Within four weeks in the study, Mayo Clinic researchers noted significant changes in balance and gait of the participants. They also recorded back extensor strength improvements and significant decrease in back pain.
"Most studies of falls address the effects of sedatives, weakness of the lower extremity muscles and neuromuscular diseases,” says Mehrsheed Sinaki, M.D., of Mayo Clinic's Department of Physical Medicine and Rehabilitation. "What we wanted to see in this study was the effects of intervention to shift the center of gravity, and improve back strength and gait.”
The Mayo Clinic researchers studied women in community-dwelling settings over age 60. Past studies have shown that community-dwelling people have a higher risk of falls and fractures than persons whose mobility is severely restricted. Twelve women in the study suffered from kyphosis, a progressive curvature of the spine that includes severe, progressive muscle weakness.

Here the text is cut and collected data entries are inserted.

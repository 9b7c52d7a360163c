use geo::{AffineTransform, Coord, Rect};
use shrinkwraprs::Shrinkwrap;

/// Pixel (col, row) to geospace transform of a raster grid.
#[derive(Shrinkwrap, Debug, Clone, Copy, PartialEq)]
pub struct GeoTransform(AffineTransform);

impl GeoTransform {
    pub fn new(a: f64, b: f64, xoff: f64, d: f64, e: f64, yoff: f64) -> Self {
        Self(AffineTransform::new(a, b, xoff, d, e, yoff))
    }

    /// From the GDAL ordering `[xoff, a, b, yoff, d, e]`.
    pub fn from_gdal(gdal_transform: [f64; 6]) -> Self {
        Self::new(
            gdal_transform[1],
            gdal_transform[2],
            gdal_transform[0],
            gdal_transform[4],
            gdal_transform[5],
            gdal_transform[3],
        )
    }

    pub fn to_gdal(&self) -> [f64; 6] {
        [
            self.xoff(),
            self.a(),
            self.b(),
            self.yoff(),
            self.d(),
            self.e(),
        ]
    }

    /// Coefficients in affine order `[a, b, xoff, d, e, yoff]`.
    pub fn coefficients(&self) -> [f64; 6] {
        [
            self.a(),
            self.b(),
            self.xoff(),
            self.d(),
            self.e(),
            self.yoff(),
        ]
    }

    /// Pixel size (x, y); y is negative for north-up grids.
    pub fn resolution(&self) -> (f64, f64) {
        (self.a(), self.e())
    }

    pub fn origin(&self) -> Coord {
        Coord {
            x: self.xoff(),
            y: self.yoff(),
        }
    }

    /// Outer bounds of a grid with `shape` (rows, cols).
    pub fn bounds(&self, shape: (usize, usize)) -> Rect {
        let (rows, cols) = shape;
        let corners = [(0., 0.), (cols as f64, 0.), (0., rows as f64), (cols as f64, rows as f64)]
            .map(|(x, y)| self.0.apply(Coord { x, y }));
        let (mut min, mut max) = (corners[0], corners[0]);
        for corner in &corners[1..] {
            min = Coord {
                x: min.x.min(corner.x),
                y: min.y.min(corner.y),
            };
            max = Coord {
                x: max.x.max(corner.x),
                y: max.y.max(corner.y),
            };
        }
        Rect::new(min, max)
    }

    pub fn almost_eq(&self, other: &GeoTransform, atol: f64) -> bool {
        self.coefficients()
            .iter()
            .zip(other.coefficients())
            .all(|(lhs, rhs)| (lhs - rhs).abs() <= atol)
    }
}

impl From<[f64; 6]> for GeoTransform {
    fn from(value: [f64; 6]) -> Self {
        let [a, b, xoff, d, e, yoff] = value;
        Self::new(a, b, xoff, d, e, yoff)
    }
}

impl Default for GeoTransform {
    fn default() -> Self {
        Self::new(1., 0., 0., 0., -1., 0.)
    }
}

#[cfg(test)]
mod tests {
    use super::*;

    #[test]
    fn gdal_order() {
        let transform = GeoTransform::from([0.5, 0.0, 3.0, 0.0, -0.5, -9.0]);
        assert_eq!(transform.to_gdal(), [3.0, 0.5, 0.0, -9.0, 0.0, -0.5]);
        assert_eq!(GeoTransform::from_gdal(transform.to_gdal()), transform);
        assert_eq!(transform.resolution(), (0.5, -0.5));
    }

    #[test]
    fn grid_bounds() {
        let transform = GeoTransform::from([0.5, 0.0, 3.0, 0.0, -0.5, -9.0]);
        let bounds = transform.bounds((4, 6));
        assert_eq!(bounds.min(), Coord { x: 3.0, y: -11.0 });
        assert_eq!(bounds.max(), Coord { x: 6.0, y: -9.0 });
    }

    #[test]
    fn tolerance() {
        let lhs = GeoTransform::from([0.5, 0.0, 3.0, 0.0, -0.5, -9.0]);
        let rhs = GeoTransform::from([0.5, 0.0, 3.0 + 1e-9, 0.0, -0.5, -9.0]);
        assert!(lhs.almost_eq(&rhs, 1e-6));
        assert!(!lhs.almost_eq(&GeoTransform::from([0.2, 0.0, 3.0, 0.0, 0.25, -11.0]), 1e-6));
    }
}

At the start of the four-week comparison period, the two groups exhibited significant differences, but as the women with curvature of the spine continued the program, they showed improvements in balance, gait and back pain. The women used a weighted kypho-orthosis (WKO), a specially weighted back support device that centers its weight on the posterior of the spine and helps the person centre her body better over her legs. It can weigh between 1.75 and 2.5 pounds, centred below the shoulder blades. A patient's doctor determines the best weighting and placement of the device.
"The report validates using the WKO and a dynamic exercise program to improve biomechanics in persons with kyphosis,” writes Allan Tencer, Ph.D., of the Department of Orthopedics at Harborview Medical Center in Seattle. "This, in turn, can reduce the possibility of the person falling and prevent the downstream, potentially life-altering consequences of falling.”